Comic actor Andrew Sachs, best-known for playing much-loved Spanish waiter Manuel in Fawlty Towers, has died aged 86.
Mr Sachs is understood to have been battling vascular dementia for four years before he died at a care home and was buried on Thursday, according to reports.
His wife of 57 years, Melody Sachs, told the Daily Mail: 'It wasn't all doom and gloom, he still worked for two years (after his diagnosis in 2012). We were happy, we were always laughing we never had a dull moment.
'He had dementia for four years and it wasn't very pleasant. We didn't really notice it at first until the memory started going.
'It didn't get really bad until quite near the end.
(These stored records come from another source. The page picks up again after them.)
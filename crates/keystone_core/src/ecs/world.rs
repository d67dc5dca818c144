//! # ECS World
//!
//! The central container for all entities and components.
//!
//! The world is an explicit context: every storage container is owned by
//! it and reached through it, never through a process-wide static.
//!
//! ## Frame Discipline
//!
//! Destroying an entity or removing a component only marks it. Values
//! stay readable until [`World::end_frame`] sweeps them, so data fetched
//! by one phase of a frame (physics) is still there for the next
//! (rendering).

use std::any::{type_name, Any};

use super::alias::AliasTable;
use super::component::{Component, Transform, MAX_COMPONENT_TYPES};
use super::entity::{component_bit, Entity, EntityInfo};
use super::handle::Handle;
use super::storage::{ComponentStorage, DenseStorage};
use crate::config::WorldConfig;
use crate::error::{fatal, StorageError, StorageResult};

/// Type-erased view of one component table.
trait ComponentTable {
    /// Drops the entity's component, `false` if it had none.
    fn remove_entity(&mut self, entity: Handle) -> bool;
    /// Name of the stored component type.
    fn component_name(&self) -> &'static str;
    fn as_any(&self) -> &dyn Any;
    fn as_any_mut(&mut self) -> &mut dyn Any;
}

impl<T: Component> ComponentTable for DenseStorage<T> {
    fn remove_entity(&mut self, entity: Handle) -> bool {
        self.remove(entity).is_some()
    }

    fn component_name(&self) -> &'static str {
        type_name::<T>()
    }

    fn as_any(&self) -> &dyn Any {
        self
    }

    fn as_any_mut(&mut self) -> &mut dyn Any {
        self
    }
}

/// What an end-of-frame sweep removed.
#[derive(Clone, Copy, Debug, Default, PartialEq, Eq)]
pub struct SweepStats {
    /// Entities destroyed, children included.
    pub entities_destroyed: usize,
    /// Components dropped, including those of destroyed entities.
    pub components_removed: usize,
}

/// The ECS World - container for all game state.
///
/// Every entity has a [`Transform`], stored densely so the whole set can
/// be handed to a renderer as one slice. User components live in one
/// dense table per type, selected by [`Component::ID`].
///
/// # Example
///
/// ```rust
/// use keystone_core::{Component, EntityInfo, World};
///
/// struct Health(u32);
/// impl Component for Health {
///     const ID: u8 = 0;
/// }
///
/// let mut world = World::new();
/// let player = world.spawn(EntityInfo::tagged("Player"))?;
/// world.insert_component(player, Health(100))?;
///
/// assert!(world.destroy(player));
/// assert!(world.is_alive(player)); // still readable this frame
///
/// world.end_frame();
/// assert!(!world.is_alive(player));
/// # Ok::<(), keystone_core::StorageError>(())
/// ```
pub struct World {
    /// Entity records, their handles are the entity identities.
    entities: ComponentStorage<Entity>,
    /// One transform per entity.
    transforms: DenseStorage<Transform>,
    /// Component tables indexed by [`Component::ID`].
    tables: Vec<Option<Box<dyn ComponentTable>>>,
    /// Entities to destroy at the end of the frame.
    pending_destroy: Vec<Handle>,
    /// Components to remove at the end of the frame.
    pending_removals: Vec<(u8, Handle)>,
    /// Initial reservation for new component tables.
    table_reserve: usize,
}

impl World {
    /// Creates an empty world with default sizing.
    #[must_use]
    pub fn new() -> Self {
        Self::with_config(&WorldConfig::default())
    }

    /// Creates an empty world sized from configuration.
    #[must_use]
    pub fn with_config(config: &WorldConfig) -> Self {
        Self {
            entities: ComponentStorage::with_capacity(config.reserve_entities),
            transforms: DenseStorage::with_capacity(config.reserve_entities),
            tables: (0..MAX_COMPONENT_TYPES).map(|_| None).collect(),
            pending_destroy: Vec::new(),
            pending_removals: Vec::new(),
            table_reserve: config.storage.reserve,
        }
    }

    /// Returns the number of live entities, pending ones included.
    #[inline]
    #[must_use]
    pub fn alive_count(&self) -> usize {
        self.entities.len()
    }

    /// Spawns an entity, returning its handle.
    ///
    /// # Errors
    ///
    /// [`StorageError::UnknownHandle`] if the parent is not alive or is
    /// already being destroyed.
    ///
    /// # Panics
    ///
    /// Panics if the issued handle disagrees with the pre-fetched one,
    /// which means the entity storage is corrupt.
    pub fn spawn(&mut self, info: EntityInfo) -> StorageResult<Handle> {
        let EntityInfo {
            tag,
            layer,
            flags,
            parent,
            transform,
        } = info;

        if parent.is_valid() && !self.entities.get(parent).is_some_and(|p| !p.pending_destroy) {
            return Err(StorageError::UnknownHandle(parent));
        }

        let expected = self.entities.peek_handle(layer, flags);
        let entity = self.entities.add_tagged(layer, flags, Entity::new(tag, parent));
        if entity != expected {
            fatal(StorageError::HandleMismatch {
                expected,
                actual: entity,
            });
        }
        if let Err(err) = self.transforms.insert(entity, transform) {
            fatal(err);
        }
        if let Some(record) = self.entities.get_mut(parent) {
            record.children.push(entity);
        }

        Ok(entity)
    }

    /// Schedules an entity and all its descendants for destruction.
    ///
    /// Returns `true` once per live entity; `false` for unknown entities
    /// and for entities already scheduled.
    pub fn destroy(&mut self, entity: Handle) -> bool {
        if !self.entities.get(entity).is_some_and(|e| !e.pending_destroy) {
            return false;
        }

        let mut stack = vec![entity];
        while let Some(current) = stack.pop() {
            let Some(record) = self.entities.get_mut(current) else {
                continue;
            };
            if record.pending_destroy {
                continue;
            }
            record.pending_destroy = true;
            stack.extend_from_slice(&record.children);
            self.pending_destroy.push(current);
        }
        true
    }

    /// Checks if an entity is alive (it may still be pending destruction).
    #[inline]
    #[must_use]
    pub fn is_alive(&self, entity: Handle) -> bool {
        self.entities.contains(entity)
    }

    /// Checks if an entity is scheduled for destruction.
    #[inline]
    #[must_use]
    pub fn is_pending_destroy(&self, entity: Handle) -> bool {
        self.entities.get(entity).is_some_and(Entity::is_pending_destroy)
    }

    /// Gets an entity record.
    #[inline]
    #[must_use]
    pub fn entity(&self, entity: Handle) -> Option<&Entity> {
        self.entities.get(entity)
    }

    /// Returns the parent of an entity, `None` for roots and unknown entities.
    #[must_use]
    pub fn parent_of(&self, entity: Handle) -> Option<Handle> {
        self.entities
            .get(entity)
            .map(Entity::parent)
            .filter(|parent| parent.is_valid())
    }

    /// Iterates over live entities with their records.
    pub fn entities(&self) -> impl Iterator<Item = (Handle, &Entity)> {
        self.entities.iter()
    }

    /// Gets an entity's transform.
    #[inline]
    #[must_use]
    pub fn transform(&self, entity: Handle) -> Option<&Transform> {
        self.transforms.get(entity)
    }

    /// Gets an entity's transform mutably.
    #[inline]
    pub fn transform_mut(&mut self, entity: Handle) -> Option<&mut Transform> {
        self.transforms.get_mut(entity)
    }

    /// Returns every transform as one contiguous slice.
    #[inline]
    #[must_use]
    pub fn transforms(&self) -> &[Transform] {
        self.transforms.as_slice()
    }

    /// Returns every transform as one contiguous mutable slice.
    #[inline]
    pub fn transforms_mut(&mut self) -> &mut [Transform] {
        self.transforms.as_mut_slice()
    }

    /// Returns the owning entities, parallel to [`transforms`](Self::transforms).
    #[inline]
    #[must_use]
    pub fn transform_owners(&self) -> &[Handle] {
        self.transforms.handles()
    }

    /// Attaches a component to an entity.
    ///
    /// # Errors
    ///
    /// - [`StorageError::UnknownHandle`] if the entity is not alive
    /// - [`StorageError::DuplicateComponent`] if it already has a `T`
    /// - [`StorageError::ComponentIdOutOfRange`] if `T::ID` is 64 or more
    /// - [`StorageError::ComponentIdConflict`] if another type owns `T::ID`
    pub fn insert_component<T: Component>(&mut self, entity: Handle, value: T) -> StorageResult<()> {
        if !self.entities.contains(entity) {
            return Err(StorageError::UnknownHandle(entity));
        }

        let table = self.table_mut::<T>()?;
        if table.contains(entity) {
            return Err(StorageError::DuplicateComponent {
                entity,
                component: type_name::<T>(),
            });
        }
        table.insert(entity, value)?;

        if let Some(record) = self.entities.get_mut(entity) {
            record.component_mask |= component_bit(T::ID);
        }
        Ok(())
    }

    /// Schedules an entity's `T` for removal at the end of the frame.
    ///
    /// Returns `false` if the entity has no `T` or it is already scheduled.
    /// A type that shares its ID with the registered one never matches.
    pub fn remove_component<T: Component>(&mut self, entity: Handle) -> bool {
        if !self.has_component::<T>(entity) {
            return false;
        }
        let Some(record) = self.entities.get_mut(entity) else {
            return false;
        };
        if !record.has_component(T::ID) || record.is_component_pending_removal(T::ID) {
            return false;
        }
        record.pending_mask |= component_bit(T::ID);
        self.pending_removals.push((T::ID, entity));
        true
    }

    /// Gets an entity's `T`.
    #[must_use]
    pub fn component<T: Component>(&self, entity: Handle) -> Option<&T> {
        self.table::<T>()?.get(entity)
    }

    /// Gets an entity's `T` mutably.
    pub fn component_mut<T: Component>(&mut self, entity: Handle) -> Option<&mut T> {
        self.tables
            .get_mut(usize::from(T::ID))?
            .as_mut()?
            .as_any_mut()
            .downcast_mut::<DenseStorage<T>>()?
            .get_mut(entity)
    }

    /// Checks if an entity has a `T`.
    #[must_use]
    pub fn has_component<T: Component>(&self, entity: Handle) -> bool {
        self.table::<T>().is_some_and(|table| table.contains(entity))
    }

    /// Returns every live `T` as one contiguous slice.
    #[must_use]
    pub fn view<T: Component>(&self) -> &[T] {
        self.table::<T>().map(DenseStorage::as_slice).unwrap_or_default()
    }

    /// Returns the owning entities, parallel to [`view`](Self::view).
    #[must_use]
    pub fn view_owners<T: Component>(&self) -> &[Handle] {
        self.table::<T>().map(DenseStorage::handles).unwrap_or_default()
    }

    /// Visits every live `T` with its owning entity.
    pub fn for_each<T, F>(&self, visit: F)
    where
        T: Component,
        F: FnMut(Handle, &T),
    {
        if let Some(table) = self.table::<T>() {
            table.for_each(visit);
        }
    }

    /// Returns the number of entities scheduled for destruction.
    #[inline]
    #[must_use]
    pub fn pending_destroy_count(&self) -> usize {
        self.pending_destroy.len()
    }

    /// Applies every scheduled removal.
    ///
    /// Call once per frame after the last consumer has read the world.
    pub fn end_frame(&mut self) -> SweepStats {
        let mut stats = SweepStats::default();

        let mut removals = std::mem::take(&mut self.pending_removals);
        for (id, entity) in removals.drain(..) {
            if self.remove_from_table(id, entity) {
                stats.components_removed += 1;
            }
            if let Some(record) = self.entities.get_mut(entity) {
                let bit = component_bit(id);
                record.component_mask &= !bit;
                record.pending_mask &= !bit;
            }
        }
        self.pending_removals = removals;

        let mut doomed = std::mem::take(&mut self.pending_destroy);
        for entity in doomed.drain(..) {
            let Some(record) = self.entities.take(entity) else {
                continue;
            };
            for id in record.component_ids() {
                if self.remove_from_table(id, entity) {
                    stats.components_removed += 1;
                }
            }
            if self.transforms.remove(entity).is_none() {
                fatal(StorageError::Desynchronized(format!(
                    "entity {entity} had no transform"
                )));
            }
            if let Some(parent) = self.entities.get_mut(record.parent) {
                parent.children.retain(|child| *child != entity);
            }
            stats.entities_destroyed += 1;
        }
        self.pending_destroy = doomed;

        if stats != SweepStats::default() {
            tracing::debug!(
                entities = stats.entities_destroyed,
                components = stats.components_removed,
                alive = self.entities.len(),
                "end of frame sweep"
            );
        }
        stats
    }

    /// Assigns scene aliases to every live entity, in dense order.
    #[must_use]
    pub fn aliases(&self) -> AliasTable {
        let mut table = AliasTable::new();
        for (handle, entity) in self.entities.iter() {
            table.assign(handle, entity.tag());
        }
        table
    }

    fn table<T: Component>(&self) -> Option<&DenseStorage<T>> {
        self.tables
            .get(usize::from(T::ID))?
            .as_ref()?
            .as_any()
            .downcast_ref::<DenseStorage<T>>()
    }

    fn table_mut<T: Component>(&mut self) -> StorageResult<&mut DenseStorage<T>> {
        let id = T::ID;
        let reserve = self.table_reserve;
        let slot = self
            .tables
            .get_mut(usize::from(id))
            .ok_or(StorageError::ComponentIdOutOfRange {
                id,
                limit: MAX_COMPONENT_TYPES,
            })?;

        let table = slot.get_or_insert_with(|| {
            tracing::debug!(id, component = type_name::<T>(), "registered component table");
            Box::new(DenseStorage::<T>::with_capacity(reserve)) as Box<dyn ComponentTable>
        });
        let registered = table.component_name();
        table
            .as_any_mut()
            .downcast_mut::<DenseStorage<T>>()
            .ok_or(StorageError::ComponentIdConflict {
                id,
                registered,
                requested: type_name::<T>(),
            })
    }

    fn remove_from_table(&mut self, id: u8, entity: Handle) -> bool {
        self.tables
            .get_mut(usize::from(id))
            .and_then(Option::as_mut)
            .is_some_and(|table| table.remove_entity(entity))
    }
}

impl Default for World {
    fn default() -> Self {
        Self::new()
    }
}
I nursed Andrew, I was there for every moment of it.'
The German-born father-of-three, whose parents fled the Naxis in 1938, refused to complain about his poor health, his wife said.
Mrs Sachs, also 86, told the Mail her husband lost his ability to speak and write during his final few weeks, and he was unable to feed himself or eat during his final days.
The actor, who was born in Berlin, became a household name as the bungling Manual in the 1970s sitcom.
But he also played roles including Dr Watson in a Sherlock Holmes series and Jeeves in PG Wodehouse's The Code of The Woosters, both radio adaptations.
He had moved to England aged just eight.
'I know nothing'
Mr Sachs shot to fame in his role of Manuel in the comedy series which ran from 1975 to 1979. It was a part in which he was constantly being bullied and harangued by the hotel proprietor, played by John Cleese.
Sometimes he complained, although good-naturedly, that Cleese's 'bullying' was so robust that Sachs was more than once in pain.
An oft-quoted catchphrase is 'I know nothing', which came from the episode Communication Problems.
It is a testament to the show that it was voted number one in the British Film Institute's 100 Greatest Television Programmes in 2000 - despite the fact it ran for just 12 episodes and took three months to film.
Sachs said he had tried to convince Cleese to rewrite Manuel as a German waiter, playing to Sachs' skills as a native German speaker. But the suggestion was dismissed - to award-winning effect.
So popular was his part in Fawlty Towers, that he released no fewer than four singles as Manuel, including Manuel's Good Food Guide.
In 1981 'Manuel' released a cover version of Joe Dolce's UK Number One, Shaddap You Face, with Waiter, There's A Flea In My Soup on the B side.